THE DATA: Begin

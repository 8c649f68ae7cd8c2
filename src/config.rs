use std::fs::File;
use std::io::BufReader;
use std::path::Path;
use std::path::PathBuf;

use schemars::JsonSchema;
use serde::Deserialize;
use serde::Serialize;

use crate::errors::CommandError;
use crate::session::viewport::Viewport;
use crate::utils::color::LayerColor;

/// Settings for a drafting session. Every field has a default, so an empty object is a valid configuration.
#[derive(Clone,Debug,Serialize,Deserialize,JsonSchema)]
#[serde(default)]
pub(crate) struct SessionConfig {
    /// Map view used when the session starts and when the view is reset.
    pub(crate) initial_view: Viewport,
    /// Color of unselected features in the working layer.
    pub(crate) work_color: LayerColor,
    /// Color of selected features in the working layer.
    pub(crate) selection_color: LayerColor,
    /// Color given to newly loaded reference layers, unless random colors are requested.
    pub(crate) reference_color: LayerColor,
    /// If true, each new reference layer gets a random color.
    pub(crate) random_reference_colors: bool,
    /// Seed for random reference colors. If not specified, the colors change every run.
    pub(crate) color_seed: Option<u64>,
    /// Name of the boolean column which marks selected features in the working layer.
    pub(crate) selection_column: String,
    /// Rasters are downsampled so neither side of the rendered image exceeds this many pixels.
    pub(crate) raster_max_dimension: usize,
    /// Opacity of raster overlays in the map scene.
    pub(crate) raster_opacity: f64,
    /// Directory where rendered raster overlays are written. Defaults to the system temporary directory.
    pub(crate) overlay_directory: Option<PathBuf>,
}

impl Default for SessionConfig {

    fn default() -> Self {
        Self {
            initial_view: Viewport::new(-33.4489, -70.6693, 10.0),
            work_color: LayerColor::from_rgb(0x25, 0x63, 0xeb),
            selection_color: LayerColor::from_rgb(0xef, 0x44, 0x44),
            reference_color: LayerColor::from_rgb(0x55, 0x55, 0x55),
            random_reference_colors: false,
            color_seed: None,
            selection_column: "selected".to_owned(),
            raster_max_dimension: 2048,
            raster_opacity: 0.6,
            overlay_directory: None,
        }
    }
}

impl SessionConfig {

    pub(crate) fn load<FilePath: AsRef<Path>>(path: FilePath) -> Result<Self,CommandError> {
        let source = File::open(path).map_err(|e| CommandError::ConfigRead(format!("{}",e)))?;
        let reader = BufReader::new(source);
        serde_json::from_reader(reader).map_err(|e| CommandError::ConfigRead(format!("{}",e)))
    }

    pub(crate) fn load_or_default<FilePath: AsRef<Path>>(path: Option<FilePath>) -> Result<Self,CommandError> {
        match path {
            Some(path) => Self::load(path),
            None => Ok(Self::default())
        }
    }

    pub(crate) fn overlay_directory(&self) -> PathBuf {
        self.overlay_directory.clone().unwrap_or_else(std::env::temp_dir)
    }
}

#[cfg(test)]
mod test {

    use super::SessionConfig;

    #[test]
    fn test_empty_config_uses_defaults() {
        let config: SessionConfig = serde_json::from_str("{}").unwrap();
        assert_eq!(config.selection_column,"selected");
        assert_eq!(config.work_color.to_string(),"#2563EB");
        assert_eq!(config.raster_max_dimension,2048);
        assert_eq!(config.initial_view.zoom,10.0);
    }

    #[test]
    fn test_partial_config() {
        let config: SessionConfig = serde_json::from_str(r##"{"selection_column": "chosen", "reference_color": "#00ff00"}"##).unwrap();
        assert_eq!(config.selection_column,"chosen");
        assert_eq!(config.reference_color.to_string(),"#00FF00");
        assert_eq!(config.selection_color.to_string(),"#EF4444");
    }
}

THE DATA: End

Write out each entry again, character for character.

repository 8c649f68ae7cd8c2
filename src/config.rs
use std::fs::File;
use std::io::BufReader;
use std::path::Path;
use std::path::PathBuf;

use schemars::JsonSchema;
use serde::Deserialize;
use serde::Serialize;

use crate::errors::CommandError;
use crate::session::viewport::Viewport;
use crate::utils::color::LayerColor;

/// Settings for a drafting session. Every field has a default, so an empty object is a valid configuration.
#[derive(Clone,Debug,Serialize,Deserialize,JsonSchema)]
#[serde(default)]
pub(crate) struct SessionConfig {
    /// Map view used when the session starts and when the view is reset.
    pub(crate) initial_view: Viewport,
    /// Color of unselected features in the working layer.
    pub(crate) work_color: LayerColor,
    /// Color of selected features in the working layer.
    pub(crate) selection_color: LayerColor,
    /// Color given to newly loaded reference layers, unless random colors are requested.
    pub(crate) reference_color: LayerColor,
    /// If true, each new reference layer gets a random color.
    pub(crate) random_reference_colors: bool,
    /// Seed for random reference colors. If not specified, the colors change every run.
    pub(crate) color_seed: Option<u64>,
    /// Name of the boolean column which marks selected features in the working layer.
    pub(crate) selection_column: String,
    /// Rasters are downsampled so neither side of the rendered image exceeds this many pixels.
    pub(crate) raster_max_dimension: usize,
    /// Opacity of raster overlays in the map scene.
    pub(crate) raster_opacity: f64,
    /// Directory where rendered raster overlays are written. Defaults to the system temporary directory.
    pub(crate) overlay_directory: Option<PathBuf>,
}

impl Default for SessionConfig {

    fn default() -> Self {
        Self {
            initial_view: Viewport::new(-33.4489, -70.6693, 10.0),
            work_color: LayerColor::from_rgb(0x25, 0x63, 0xeb),
            selection_color: LayerColor::from_rgb(0xef, 0x44, 0x44),
            reference_color: LayerColor::from_rgb(0x55, 0x55, 0x55),
            random_reference_colors: false,
            color_seed: None,
            selection_column: "selected".to_owned(),
            raster_max_dimension: 2048,
            raster_opacity: 0.6,
            overlay_directory: None,
        }
    }
}

impl SessionConfig {

    pub(crate) fn load<FilePath: AsRef<Path>>(path: FilePath) -> Result<Self,CommandError> {
        let source = File::open(path).map_err(|e| CommandError::ConfigRead(format!("{}",e)))?;
        let reader = BufReader::new(source);
        serde_json::from_reader(reader).map_err(|e| CommandError::ConfigRead(format!("{}",e)))
    }

    pub(crate) fn load_or_default<FilePath: AsRef<Path>>(path: Option<FilePath>) -> Result<Self,CommandError> {
        match path {
            Some(path) => Self::load(path),
            None => Ok(Self::default())
        }
    }

    pub(crate) fn overlay_directory(&self) -> PathBuf {
        self.overlay_directory.clone().unwrap_or_else(std::env::temp_dir)
    }
}

#[cfg(test)]
mod test {

    use super::SessionConfig;

    #[test]
    fn test_empty_config_uses_defaults() {
        let config: SessionConfig = serde_json::from_str("{}").unwrap();
        assert_eq!(config.selection_column,"selected");
        assert_eq!(config.work_color.to_string(),"#2563EB");
        assert_eq!(config.raster_max_dimension,2048);
        assert_eq!(config.initial_view.zoom,10.0);
    }

    #[test]
    fn test_partial_config() {
        let config: SessionConfig = serde_json::from_str(r##"{"selection_column": "chosen", "reference_color": "#00ff00"}"##).unwrap();
        assert_eq!(config.selection_column,"chosen");
        assert_eq!(config.reference_color.to_string(),"#00FF00");
        assert_eq!(config.selection_color.to_string(),"#EF4444");
    }
}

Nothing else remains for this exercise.